Shelton dug in right away, starting her nonprofit, no-kill shelter Furkids in Atlanta in 2002 while working her part-time job. After five years, she quit her office job and focused on Furkids full time.

She created an extensive network of staff and dedicated volunteers to create adoption centers and foster homes and even partnered with PetCo to offer regular pet adoptions in stores. When her neighbors began grumbling about her large yard sales and the traffic they caused, she opened thrift stores to help continuously raise money for Furkids. Shelton was a woman on a mission and was unstoppable.

Their dedicated staff has driven success, financial benefactors, generous veterinarians and an army of dedicated volunteers from children to seniors all over North Georgia.
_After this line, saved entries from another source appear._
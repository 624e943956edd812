use serde_json::json;
use soda_config_proto::ConfigResponse;

#[test]
fn test_parse_server_payload_with_nulls() {
    let body = r#"{"success":true,"error":null,"config":{"speed":10,"title":"hi","ratio":0.5,"tags":["a","b"],"nested":{"on":true},"missing":null}}"#;

    let response = ConfigResponse::from_json(body).expect("payload should parse");
    assert!(response.is_success());
    assert!(response.error.is_none());

    let config = response
        .config_object()
        .expect("config should decode")
        .expect("config should be present");
    assert_eq!(config.len(), 6);
    assert_eq!(config["speed"], json!(10));
    assert_eq!(config["title"], json!("hi"));
    assert_eq!(config["tags"], json!(["a", "b"]));
    assert_eq!(config["nested"]["on"], json!(true));
    assert!(config["missing"].is_null());
}

#[test]
fn test_parse_double_encoded_config() {
    let inner = json!({"difficulty": "hard", "lives": 3}).to_string();
    let body = json!({"success": true, "config": inner}).to_string();

    let response = ConfigResponse::from_json(&body).expect("payload should parse");
    let config = response
        .config_object()
        .expect("encoded config should decode")
        .expect("config should be present");
    assert_eq!(config["difficulty"], json!("hard"));
    assert_eq!(config["lives"], json!(3));
}

#[test]
fn test_rejects_non_object_bodies() {
    assert!(ConfigResponse::from_json("[1,2,3]").is_err());
    assert!(ConfigResponse::from_json("{\"success\":").is_err());
    assert!(ConfigResponse::from_json(r#"{"success":"yes"}"#).is_err());
}

#[test]
fn test_serialization_omits_absent_fields() {
    let response = ConfigResponse {
        success: Some(false),
        error: Some("boom".to_string()),
        config: None,
    };
    let encoded = serde_json::to_value(&response).unwrap();
    assert_eq!(encoded, json!({"success": false, "error": "boom"}));
}
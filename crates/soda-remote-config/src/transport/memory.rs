//! Scripted in-memory transport.
//!
//! Responses are served from a queue in FIFO order; once the queue is empty
//! the fallback response (a failure unless configured) is returned. Every
//! call is recorded so tests can assert whether, and how, the network would
//! have been hit.

use std::collections::VecDeque;
use std::sync::atomic::{AtomicBool, Ordering};
use std::sync::Mutex;

use async_trait::async_trait;

use super::{ConfigTransport, TransportError};

/// Arguments of a single fetch observed by [`MemoryTransport`].
#[derive(Debug, Clone, PartialEq, Eq)]
pub struct RecordedFetch {
    pub bundle_id: String,
    pub server_url: String,
    pub config_name: String,
}

#[derive(Debug, Clone)]
enum Scripted {
    Body(String),
    Failure(String),
}

impl Scripted {
    fn into_result(self) -> Result<String, TransportError> {
        match self {
            Self::Body(body) => Ok(body),
            Self::Failure(message) => Err(TransportError::Scripted(message)),
        }
    }
}

/// In-memory [`ConfigTransport`] for tests and offline hosts.
#[derive(Debug)]
pub struct MemoryTransport {
    queue: Mutex<VecDeque<Scripted>>,
    fallback: Mutex<Scripted>,
    fetches: Mutex<Vec<RecordedFetch>>,
    network_available: AtomicBool,
    device_id: String,
}

impl Default for MemoryTransport {
    fn default() -> Self {
        Self::new()
    }
}

impl MemoryTransport {
    pub fn new() -> Self {
        Self {
            queue: Mutex::new(VecDeque::new()),
            fallback: Mutex::new(Scripted::Failure("no scripted response".to_string())),
            fetches: Mutex::new(Vec::new()),
            network_available: AtomicBool::new(true),
            device_id: "memory-device".to_string(),
        }
    }

    /// Transport that answers every fetch with `body`.
    pub fn always(body: impl Into<String>) -> Self {
        let transport = Self::new();
        transport.set_fallback_body(body);
        transport
    }

    /// Transport that fails every fetch.
    pub fn failing() -> Self {
        Self::new()
    }

    /// Queues a successful response.
    pub fn push_body(&self, body: impl Into<String>) {
        lock(&self.queue).push_back(Scripted::Body(body.into()));
    }

    /// Queues a failed response.
    pub fn push_failure(&self, message: impl Into<String>) {
        lock(&self.queue).push_back(Scripted::Failure(message.into()));
    }

    /// Sets the response used once the queue is drained.
    pub fn set_fallback_body(&self, body: impl Into<String>) {
        *lock(&self.fallback) = Scripted::Body(body.into());
    }

    pub fn set_fallback_failure(&self, message: impl Into<String>) {
        *lock(&self.fallback) = Scripted::Failure(message.into());
    }

    pub fn set_network_available(&self, available: bool) {
        self.network_available.store(available, Ordering::Relaxed);
    }

    /// All fetches observed so far.
    pub fn fetches(&self) -> Vec<RecordedFetch> {
        lock(&self.fetches).clone()
    }

    pub fn fetch_count(&self) -> usize {
        lock(&self.fetches).len()
    }
}

#[async_trait]
impl ConfigTransport for MemoryTransport {
    async fn fetch_config(
        &self,
        bundle_id: &str,
        server_url: &str,
        config_name: &str,
    ) -> Result<String, TransportError> {
        lock(&self.fetches).push(RecordedFetch {
            bundle_id: bundle_id.to_string(),
            server_url: server_url.to_string(),
            config_name: config_name.to_string(),
        });
        if !self.is_network_available() {
            return Err(TransportError::NetworkUnavailable);
        }
        let next = lock(&self.queue).pop_front();
        next.unwrap_or_else(|| lock(&self.fallback).clone())
            .into_result()
    }

    fn is_network_available(&self) -> bool {
        self.network_available.load(Ordering::Relaxed)
    }

    fn device_id(&self) -> String {
        self.device_id.clone()
    }

    fn name(&self) -> &'static str {
        "MemoryTransport"
    }
}

fn lock<T>(mutex: &Mutex<T>) -> std::sync::MutexGuard<'_, T> {
    match mutex.lock() {
        Ok(guard) => guard,
        Err(poisoned) => poisoned.into_inner(),
    }
}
They currently have more than 1,000 active volunteers, but more are always needed and welcome to save more “Furkids.” Just like pets, no help is turned away, and there is a way everyone can lend a paw.

“People can volunteer seven days a week, 365 days a year, anything they want to do,” confirmed Shelton.

To be considered a no-kill shelter, the organization must have 80 percent or more live release rate. Furkids is about at 98 percent, and they take in every pet, even the sickest cases in the state.

“Out of 159 counties in Georgia, only two [counties] are considered No-Kill. That’s not good. We have a lot of work to do,” laments Shelton.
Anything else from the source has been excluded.